PROBLEM STATEMENT. The answer is the set of lines that include "StreamStatsClient", copied from the data below.

Dataset items.
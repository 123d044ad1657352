use tracing::{debug, error, info, warn};

use crate::concurrency::queue::{CompletionSender, IntakeQueue};
use crate::error::{ErrorKind, StreamStatsResult};
use crate::gateway::Gateway;
use crate::ss_error;
use crate::types::{BackendId, PointState};
use crate::workers::executor::StageExecutor;

/// Counters reported by a worker once the intake queue is drained.
#[derive(Debug, Clone, PartialEq, Eq)]
pub struct WorkerSummary {
    pub backend: BackendId,
    /// Points taken from the intake queue, retries included.
    pub dequeued: u64,
    pub completed: u64,
    pub exhausted: u64,
    pub requeued: u64,
}

impl WorkerSummary {
    fn new(backend: BackendId) -> Self {
        Self {
            backend,
            dequeued: 0,
            completed: 0,
            exhausted: 0,
            requeued: 0,
        }
    }
}

/// Drives points through all stages on behalf of one backend.
///
/// The worker pops points until it observes an empty intake queue. A failed stage increments
/// the point's attempts and puts it at the back of the intake queue; completed and exhausted
/// points go to the completion queue.
#[derive(Debug)]
pub struct PointWorker<G> {
    backend: BackendId,
    executor: StageExecutor<G>,
    intake: IntakeQueue,
    completion: CompletionSender,
    max_retries: u32,
}

impl<G> PointWorker<G>
where
    G: Gateway,
{
    pub fn new(
        backend: BackendId,
        executor: StageExecutor<G>,
        intake: IntakeQueue,
        completion: CompletionSender,
        max_retries: u32,
    ) -> Self {
        Self {
            backend,
            executor,
            intake,
            completion,
            max_retries,
        }
    }

    pub async fn run(self) -> StreamStatsResult<WorkerSummary> {
        let mut summary = WorkerSummary::new(self.backend.clone());
        info!(backend = %self.backend, queued = self.intake.len(), "point worker started");

        while let Some(mut point) = self.intake.try_pop() {
            summary.dequeued += 1;
            debug!(
                backend = %self.backend,
                point_id = %point.id(),
                attempts = point.attempts(),
                queued = self.intake.len(),
                "point dequeued"
            );

            if point.is_exhausted(self.max_retries) {
                warn!(
                    backend = %self.backend,
                    point_id = %point.id(),
                    attempts = point.attempts(),
                    "retry budget exhausted, reporting partial results"
                );
                point.mark_exhausted();
                self.complete(point)?;
                summary.exhausted += 1;
                continue;
            }

            if point.assign_backend(self.backend.clone()) {
                info!(
                    backend = %self.backend,
                    point_id = %point.id(),
                    "workspace belongs to another backend, restarting from delineation"
                );
            }

            match self.advance(&mut point).await {
                Ok(()) => {
                    point.mark_completed();
                    info!(
                        backend = %self.backend,
                        point_id = %point.id(),
                        attempts = point.attempts(),
                        "point completed"
                    );
                    self.complete(point)?;
                    summary.completed += 1;
                }
                Err(err) => {
                    point.record_failure(err);
                    debug!(
                        backend = %self.backend,
                        point_id = %point.id(),
                        attempts = point.attempts(),
                        "point requeued"
                    );
                    self.intake.push(point);
                    summary.requeued += 1;
                }
            }
        }

        info!(
            backend = %self.backend,
            dequeued = summary.dequeued,
            completed = summary.completed,
            exhausted = summary.exhausted,
            requeued = summary.requeued,
            "intake queue empty, point worker stopping"
        );

        Ok(summary)
    }

    /// Runs the remaining stages in order, stopping at the first failure.
    async fn advance(&self, point: &mut PointState) -> StreamStatsResult<()> {
        while let Some(stage) = point.next_stage() {
            debug!(backend = %self.backend, point_id = %point.id(), %stage, "stage started");

            match self.executor.execute(stage, point).await {
                Ok(output) => {
                    point.record_output(output);
                    debug!(backend = %self.backend, point_id = %point.id(), %stage, "stage finished");
                }
                Err(err) => {
                    if err.kind().is_stage_failure() {
                        warn!(
                            backend = %self.backend,
                            point_id = %point.id(),
                            %stage,
                            attempts = point.attempts(),
                            error = %err.summary(),
                            "stage failed"
                        );
                    } else {
                        error!(
                            backend = %self.backend,
                            point_id = %point.id(),
                            %stage,
                            attempts = point.attempts(),
                            error = %err,
                            "stage failed unexpectedly"
                        );
                    }
                    return Err(err);
                }
            }
        }

        Ok(())
    }

    fn complete(&self, point: PointState) -> StreamStatsResult<()> {
        let point_id = point.id().clone();
        self.completion.send(point).map_err(|_| {
            ss_error!(
                ErrorKind::InvalidState,
                "Completion queue closed before the point was reported",
                point_id
            )
        })
    }
}
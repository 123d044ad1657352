mod base;
mod client;
mod models;

pub use base::Gateway;
pub use client::StreamStatsClient;
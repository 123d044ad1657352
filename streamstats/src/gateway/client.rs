use std::sync::Arc;
use std::time::Duration;

use reqwest::{Client, RequestBuilder, Response};
use serde::de::DeserializeOwned;
use serde_json::Value;
use streamstats_config::shared::{Endpoint, EndpointsConfig};
use tracing::debug;

use crate::error::{ErrorKind, StreamStatsResult, body_excerpt};
use crate::gateway::Gateway;
use crate::gateway::models::{
    EstimateResponse, WatershedResponse, flow_statistics_from_response, scenario_from_response,
};
use crate::types::{
    BackendId, BasinCharacteristics, Crs, Delineation, FlowStatistics, RegressionRegion, Scenario,
};
use crate::{bail, ss_error};

/// HTTP client for the StreamStats and NSS services.
///
/// Cloning is cheap; clones share the connection pool.
#[derive(Debug, Clone)]
pub struct StreamStatsClient {
    client: Client,
    endpoints: Arc<EndpointsConfig>,
}

impl StreamStatsClient {
    /// Creates a client whose every request is bounded by `timeout`.
    pub fn new(endpoints: EndpointsConfig, timeout: Duration) -> StreamStatsResult<Self> {
        let client = Client::builder().timeout(timeout).build().map_err(|err| {
            ss_error!(
                ErrorKind::ConfigError,
                "Failed to build HTTP client",
                err.to_string(),
                source: err
            )
        })?;

        Ok(Self {
            client,
            endpoints: Arc::new(endpoints),
        })
    }

    pub fn endpoints(&self) -> &EndpointsConfig {
        &self.endpoints
    }

    /// Sends a request and fails on any non-success status.
    async fn send(&self, request: RequestBuilder) -> StreamStatsResult<Response> {
        let response = request.send().await?;
        let status = response.status();

        if !status.is_success() {
            let url = response.url().to_string();
            let body = response.text().await.unwrap_or_default();
            bail!(
                ErrorKind::RemoteStatus,
                "Remote service returned an error status",
                format!("{status} from {url}: {}", body_excerpt(&body))
            );
        }

        Ok(response)
    }

    async fn decode<T: DeserializeOwned>(response: Response) -> StreamStatsResult<T> {
        let url = response.url().to_string();
        let body = response.text().await?;

        serde_json::from_str(&body).map_err(|err| {
            ss_error!(
                ErrorKind::InvalidResponse,
                "Remote response has an unexpected shape",
                format!("{err} from {url}: {}", body_excerpt(&body)),
                source: err
            )
        })
    }

    fn backend_from(&self, response: &Response) -> StreamStatsResult<BackendId> {
        let header = &self.endpoints.backend_header;

        response
            .headers()
            .get(header.as_str())
            .and_then(|value| value.to_str().ok())
            .filter(|value| !value.trim().is_empty())
            .map(BackendId::new)
            .ok_or_else(|| {
                ss_error!(
                    ErrorKind::InvalidResponse,
                    "Watershed response does not name its backend",
                    format!("missing `{header}` header")
                )
            })
    }
}

impl Gateway for StreamStatsClient {
    async fn delineate_watershed(
        &self,
        region_code: &str,
        x: f64,
        y: f64,
        crs: Crs,
        backend: &BackendId,
    ) -> StreamStatsResult<Delineation> {
        let url = self.endpoints.url_for(Endpoint::Watershed, backend.as_str());
        debug!(%url, region_code, x, y, "delineating watershed");

        let request = self.client.get(&url).query(&[
            ("rcode", region_code.to_string()),
            ("xlocation", x.to_string()),
            ("ylocation", y.to_string()),
            ("crs", crs.code().to_string()),
            ("simplify", "true".to_string()),
            ("includeparameters", "true".to_string()),
            ("includeflowtypes", "false".to_string()),
            ("includefeatures", "true".to_string()),
        ]);

        let response = self.send(request).await?;
        let served_by = self.backend_from(&response)?;
        let watershed: WatershedResponse = Self::decode(response).await?;

        watershed.into_delineation(served_by)
    }

    async fn get_regression_regions(
        &self,
        geometry: &Value,
    ) -> StreamStatsResult<Vec<RegressionRegion>> {
        let url = self.endpoints.url_for(Endpoint::RegressionRegions, "");
        let response = self.send(self.client.post(&url).json(geometry)).await?;

        Self::decode(response).await
    }

    async fn get_scenarios(
        &self,
        region_code: &str,
        stat_group: u32,
        regression_region_codes: &[String],
    ) -> StreamStatsResult<Scenario> {
        let url = self.endpoints.url_for(Endpoint::Scenarios, "");
        let request = self.client.get(&url).query(&[
            ("regions", region_code.to_string()),
            ("statisticgroups", stat_group.to_string()),
            ("regressionregions", regression_region_codes.join(",")),
        ]);

        let response = self.send(request).await?;
        scenario_from_response(Self::decode(response).await?)
    }

    async fn get_basin_characteristics(
        &self,
        region_code: &str,
        workspace_id: &str,
        parameter_codes: &[String],
        backend: &BackendId,
    ) -> StreamStatsResult<BasinCharacteristics> {
        let url = self
            .endpoints
            .url_for(Endpoint::BasinCharacteristics, backend.as_str());
        let request = self.client.get(&url).query(&[
            ("rcode", region_code.to_string()),
            ("workspaceID", workspace_id.to_string()),
            ("includeparameters", parameter_codes.join(",")),
        ]);

        let response = self.send(request).await?;
        Self::decode(response).await
    }

    async fn compute_flow_statistics(
        &self,
        region_code: &str,
        scenario: &Value,
    ) -> StreamStatsResult<FlowStatistics> {
        let url = self.endpoints.url_for(Endpoint::FlowStatistics, "");
        let request = self
            .client
            .post(&url)
            .query(&[("regions", region_code)])
            .json(&[scenario]);

        let response = self.send(request).await?;
        let estimates: Vec<EstimateResponse> = Self::decode(response).await?;

        flow_statistics_from_response(estimates)
    }
}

ANSWER BELOW.
pub use client::StreamStatsClient;
pub struct StreamStatsClient {
impl StreamStatsClient {
impl Gateway for StreamStatsClient {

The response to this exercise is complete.